Start of Block

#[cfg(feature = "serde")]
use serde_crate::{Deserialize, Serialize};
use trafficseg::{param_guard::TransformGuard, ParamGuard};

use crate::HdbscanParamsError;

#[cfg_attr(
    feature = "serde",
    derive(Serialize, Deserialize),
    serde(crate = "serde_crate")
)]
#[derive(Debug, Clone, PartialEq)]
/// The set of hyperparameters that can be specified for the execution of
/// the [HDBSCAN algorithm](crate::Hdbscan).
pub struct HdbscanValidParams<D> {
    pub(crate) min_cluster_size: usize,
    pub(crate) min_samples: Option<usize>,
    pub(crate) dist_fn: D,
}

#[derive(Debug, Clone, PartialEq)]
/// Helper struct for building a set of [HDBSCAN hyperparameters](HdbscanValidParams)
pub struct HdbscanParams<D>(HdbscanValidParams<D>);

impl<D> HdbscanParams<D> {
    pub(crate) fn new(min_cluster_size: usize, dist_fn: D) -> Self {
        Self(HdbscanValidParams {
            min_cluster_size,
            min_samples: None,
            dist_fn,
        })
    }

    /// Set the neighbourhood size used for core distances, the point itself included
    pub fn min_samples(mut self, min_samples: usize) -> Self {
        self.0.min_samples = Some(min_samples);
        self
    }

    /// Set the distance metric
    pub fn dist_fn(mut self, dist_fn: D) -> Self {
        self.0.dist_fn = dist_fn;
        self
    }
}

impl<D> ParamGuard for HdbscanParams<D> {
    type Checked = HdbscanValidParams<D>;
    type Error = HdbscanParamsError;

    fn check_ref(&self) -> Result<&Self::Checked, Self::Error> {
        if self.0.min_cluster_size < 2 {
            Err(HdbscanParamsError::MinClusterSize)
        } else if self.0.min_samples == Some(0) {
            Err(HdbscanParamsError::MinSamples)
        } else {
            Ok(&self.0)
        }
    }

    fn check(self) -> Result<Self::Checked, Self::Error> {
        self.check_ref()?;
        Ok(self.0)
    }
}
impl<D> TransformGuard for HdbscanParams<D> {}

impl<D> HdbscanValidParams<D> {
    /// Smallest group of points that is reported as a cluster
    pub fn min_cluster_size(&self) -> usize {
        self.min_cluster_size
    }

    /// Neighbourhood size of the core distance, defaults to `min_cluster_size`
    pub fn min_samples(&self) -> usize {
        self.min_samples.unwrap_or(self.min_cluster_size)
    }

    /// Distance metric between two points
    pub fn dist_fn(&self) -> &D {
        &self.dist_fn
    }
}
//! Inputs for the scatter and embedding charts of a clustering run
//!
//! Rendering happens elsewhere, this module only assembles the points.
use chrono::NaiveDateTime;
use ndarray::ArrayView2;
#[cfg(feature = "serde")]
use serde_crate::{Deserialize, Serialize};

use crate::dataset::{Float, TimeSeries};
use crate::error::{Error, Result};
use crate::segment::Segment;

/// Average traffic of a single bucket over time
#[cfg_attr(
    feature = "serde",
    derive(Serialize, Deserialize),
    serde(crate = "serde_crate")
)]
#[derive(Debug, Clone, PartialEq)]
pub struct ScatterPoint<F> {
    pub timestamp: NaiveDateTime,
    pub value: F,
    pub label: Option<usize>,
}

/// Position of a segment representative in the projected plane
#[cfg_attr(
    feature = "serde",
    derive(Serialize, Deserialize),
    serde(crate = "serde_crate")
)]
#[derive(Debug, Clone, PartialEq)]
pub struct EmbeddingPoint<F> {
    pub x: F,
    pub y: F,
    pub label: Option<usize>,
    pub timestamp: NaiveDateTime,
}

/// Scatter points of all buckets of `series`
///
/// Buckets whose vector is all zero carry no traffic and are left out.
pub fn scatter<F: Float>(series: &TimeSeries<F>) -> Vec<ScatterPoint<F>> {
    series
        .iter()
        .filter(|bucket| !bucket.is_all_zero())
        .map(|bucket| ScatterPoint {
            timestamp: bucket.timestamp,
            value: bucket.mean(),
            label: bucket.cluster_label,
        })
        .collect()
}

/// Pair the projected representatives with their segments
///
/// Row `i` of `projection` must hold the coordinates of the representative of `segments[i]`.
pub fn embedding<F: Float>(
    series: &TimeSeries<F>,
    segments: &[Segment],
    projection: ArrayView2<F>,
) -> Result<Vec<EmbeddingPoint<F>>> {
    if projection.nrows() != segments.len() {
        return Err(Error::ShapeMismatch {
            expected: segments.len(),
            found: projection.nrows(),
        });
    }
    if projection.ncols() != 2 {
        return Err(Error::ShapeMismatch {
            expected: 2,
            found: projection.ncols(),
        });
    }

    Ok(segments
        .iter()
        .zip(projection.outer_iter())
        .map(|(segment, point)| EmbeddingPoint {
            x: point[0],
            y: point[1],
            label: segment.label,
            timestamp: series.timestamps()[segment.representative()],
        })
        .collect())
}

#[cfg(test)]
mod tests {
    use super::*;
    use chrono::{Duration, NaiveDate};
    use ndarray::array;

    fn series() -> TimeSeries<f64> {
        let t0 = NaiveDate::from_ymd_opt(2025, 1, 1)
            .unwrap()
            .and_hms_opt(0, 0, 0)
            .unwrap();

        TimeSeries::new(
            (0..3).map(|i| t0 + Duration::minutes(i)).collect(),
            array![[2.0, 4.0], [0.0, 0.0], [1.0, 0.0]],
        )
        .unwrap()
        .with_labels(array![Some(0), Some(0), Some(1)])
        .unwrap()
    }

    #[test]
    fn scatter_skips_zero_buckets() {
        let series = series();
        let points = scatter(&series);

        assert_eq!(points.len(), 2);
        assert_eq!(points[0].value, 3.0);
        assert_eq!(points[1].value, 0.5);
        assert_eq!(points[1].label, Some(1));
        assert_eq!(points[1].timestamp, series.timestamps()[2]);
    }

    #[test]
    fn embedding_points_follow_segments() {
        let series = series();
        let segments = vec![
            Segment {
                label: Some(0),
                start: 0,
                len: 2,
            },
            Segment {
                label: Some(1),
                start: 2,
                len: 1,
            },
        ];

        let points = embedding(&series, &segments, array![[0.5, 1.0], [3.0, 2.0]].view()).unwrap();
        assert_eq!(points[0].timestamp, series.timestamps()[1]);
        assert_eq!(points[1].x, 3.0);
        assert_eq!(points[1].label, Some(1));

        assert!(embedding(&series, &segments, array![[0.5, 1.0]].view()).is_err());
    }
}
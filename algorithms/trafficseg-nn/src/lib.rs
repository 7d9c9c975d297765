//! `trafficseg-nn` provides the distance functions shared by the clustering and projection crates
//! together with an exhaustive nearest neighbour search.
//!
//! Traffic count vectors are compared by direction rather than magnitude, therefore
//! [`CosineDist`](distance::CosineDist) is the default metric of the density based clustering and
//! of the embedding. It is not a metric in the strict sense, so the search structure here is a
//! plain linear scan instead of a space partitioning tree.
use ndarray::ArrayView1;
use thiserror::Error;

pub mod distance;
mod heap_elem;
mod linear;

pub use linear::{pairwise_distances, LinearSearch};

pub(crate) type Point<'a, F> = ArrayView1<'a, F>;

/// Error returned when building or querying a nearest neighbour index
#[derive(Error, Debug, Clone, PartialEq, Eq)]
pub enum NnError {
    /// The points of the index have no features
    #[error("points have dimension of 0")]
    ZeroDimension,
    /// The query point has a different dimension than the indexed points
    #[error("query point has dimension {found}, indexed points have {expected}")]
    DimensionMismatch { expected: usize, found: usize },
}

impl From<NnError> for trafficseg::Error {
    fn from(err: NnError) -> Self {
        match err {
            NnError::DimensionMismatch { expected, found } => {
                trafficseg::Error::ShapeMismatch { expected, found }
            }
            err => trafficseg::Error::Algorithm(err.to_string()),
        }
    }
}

End of Block

**PROBLEM TO SOLVE:**
Show every line in the listing above that carries the word "timestamp".

**RESPONSE TO THIS EXERCISE:**
    pub timestamp: NaiveDateTime,
    pub timestamp: NaiveDateTime,
            timestamp: bucket.timestamp,
            timestamp: series.timestamps()[segment.representative()],
        assert_eq!(points[1].timestamp, series.timestamps()[2]);
        assert_eq!(points[0].timestamp, series.timestamps()[1]);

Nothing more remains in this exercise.